The structure of the codebase and the design of the class hierarchy reflects this technology's heritage and the requirement to adapt to a wide variety of compilation environments (or projects as they are often referred).
Many of the classes in Testarossa use a design pattern we call extensible classes. This is a pattern to achieve extension through composition and static polymorphism. Extensible classes are an efficient and useful means to extend and specialize the core technology provided by Eclipse OMR for a particular project and for a particular processor architecture. The extensible design is the reason for the shape of the class hierarchy, the layout of directories, and file naming.
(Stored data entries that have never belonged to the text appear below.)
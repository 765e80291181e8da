//! Issue lookups. Issues are written by the publishing side; the scheduler
//! only reads them.

use crate::models::Issue;
use chrono::NaiveDate;
use sqlx::PgPool;

pub async fn get_by_id(pool: &PgPool, id: &str) -> Result<Option<Issue>, sqlx::Error> {
    sqlx::query_as::<_, Issue>(
        r#"
        SELECT id, publication_id, issue_date, status, created_at
        FROM issues
        WHERE id = $1
        "#,
    )
    .bind(id)
    .fetch_optional(pool)
    .await
}

/// Scheduled issues dated within `[from, to]` that have no selections yet and
/// are next in line for their publication: no earlier issue still holds an
/// unconfirmed unit, and no earlier in-window issue is itself unrotated.
pub async fn list_awaiting_rotation(
    pool: &PgPool,
    from: NaiveDate,
    to: NaiveDate,
) -> Result<Vec<Issue>, sqlx::Error> {
    sqlx::query_as::<_, Issue>(
        r#"
        SELECT i.id, i.publication_id, i.issue_date, i.status, i.created_at
        FROM issues i
        WHERE i.status = 'scheduled'
          AND i.issue_date BETWEEN $1 AND $2
          AND NOT EXISTS (SELECT 1 FROM selections s WHERE s.issue_id = i.id)
          AND NOT EXISTS (
              SELECT 1
              FROM issues e
              JOIN selections s ON s.issue_id = e.id
              WHERE e.publication_id = i.publication_id
                AND e.issue_date < i.issue_date
                AND s.confirmed_at IS NULL
                AND s.unit_id IS NOT NULL
          )
          AND NOT EXISTS (
              SELECT 1
              FROM issues e
              WHERE e.publication_id = i.publication_id
                AND e.status = 'scheduled'
                AND e.issue_date >= $1
                AND e.issue_date < i.issue_date
                AND NOT EXISTS (SELECT 1 FROM selections s WHERE s.issue_id = e.id)
          )
        ORDER BY i.issue_date ASC
        "#,
    )
    .bind(from)
    .bind(to)
    .fetch_all(pool)
    .await
}

/// Sent issues that still hold unconfirmed selections with a unit.
pub async fn list_sent_unconfirmed(pool: &PgPool) -> Result<Vec<Issue>, sqlx::Error> {
    sqlx::query_as::<_, Issue>(
        r#"
        SELECT i.id, i.publication_id, i.issue_date, i.status, i.created_at
        FROM issues i
        WHERE i.status = 'sent'
          AND EXISTS (
              SELECT 1 FROM selections s
              WHERE s.issue_id = i.id
                AND s.confirmed_at IS NULL
                AND s.unit_id IS NOT NULL
          )
        ORDER BY i.issue_date ASC
        "#,
    )
    .fetch_all(pool)
    .await
}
The core compiler components are provided under the compiler/
top-level directory and are organized as follows:
Directory | Purpose |
---|---|
codegen/ | Code for transforming IL trees into machine instructions. This includes pseudo-instruction generation with virtual registers, local register assignment, binary encoding, and relocation processing. |
compile/ | Logic managing the compilation of a method. |
control/ | Generic logic to decide on when and how to compile a method. |
cs2/ | A legacy collection of utilities providing functionality such as container classes and lexical timers. The functions within this directory are deprecated and are actively being replaced with C++ STL equivalents or new implementations based on STL. |
env/ | Generic interface to the environment that is requesting the compilation. In most cases this is the interface to the VM or compiler frontend that is incorporating the Eclipse OMR compiler technology. For example, it can be used to answer questions about the VM configuration, object model, classes, floating point semantics, etc. |
il/ | Intermediate language definition and utilities. |
ilgen/ | Utilities to help with the generation of intermediate language from some external representation. |
infra/ | Support infrastructure. |
optimizer/ | High-level, IL tree-based optimizations and utilities. |
ras/ | Debug and servicability utilities, including tracing and logging. |
runtime/ | Post-compilation services available to compiled code at runtime. |
arm/ | ARM processor specializations |
x/ | X86 processor specializations |
p/ | Power processor specializations |
z/ | System Z processor specializations |
Other resources can be found in the Eclipse OMR project as follows:
Directory | Purpose |
---|---|
jitbuilder/ | JitBuilder technology extending Eclipse OMR technology |
fvtest/compilertest | Unit tests for compiler technology |
doc/compiler | Additional documentation |
The OMR::
, TestCompiler::
, and JitBuilder::
namespaces are used to isolate compiler technology for those particular environments. Processor architecture specialized namespaces (e.g., X86::
, Power::
, Z::
, and ARM::
) can be nested within them. If you extend the Eclipse OMR technology you should choose a unique namespace for your project.
In general, the TR::
namespace (short for Testarossa) is the canonical namespace for all of the compiler technology that is visible across multiple projects.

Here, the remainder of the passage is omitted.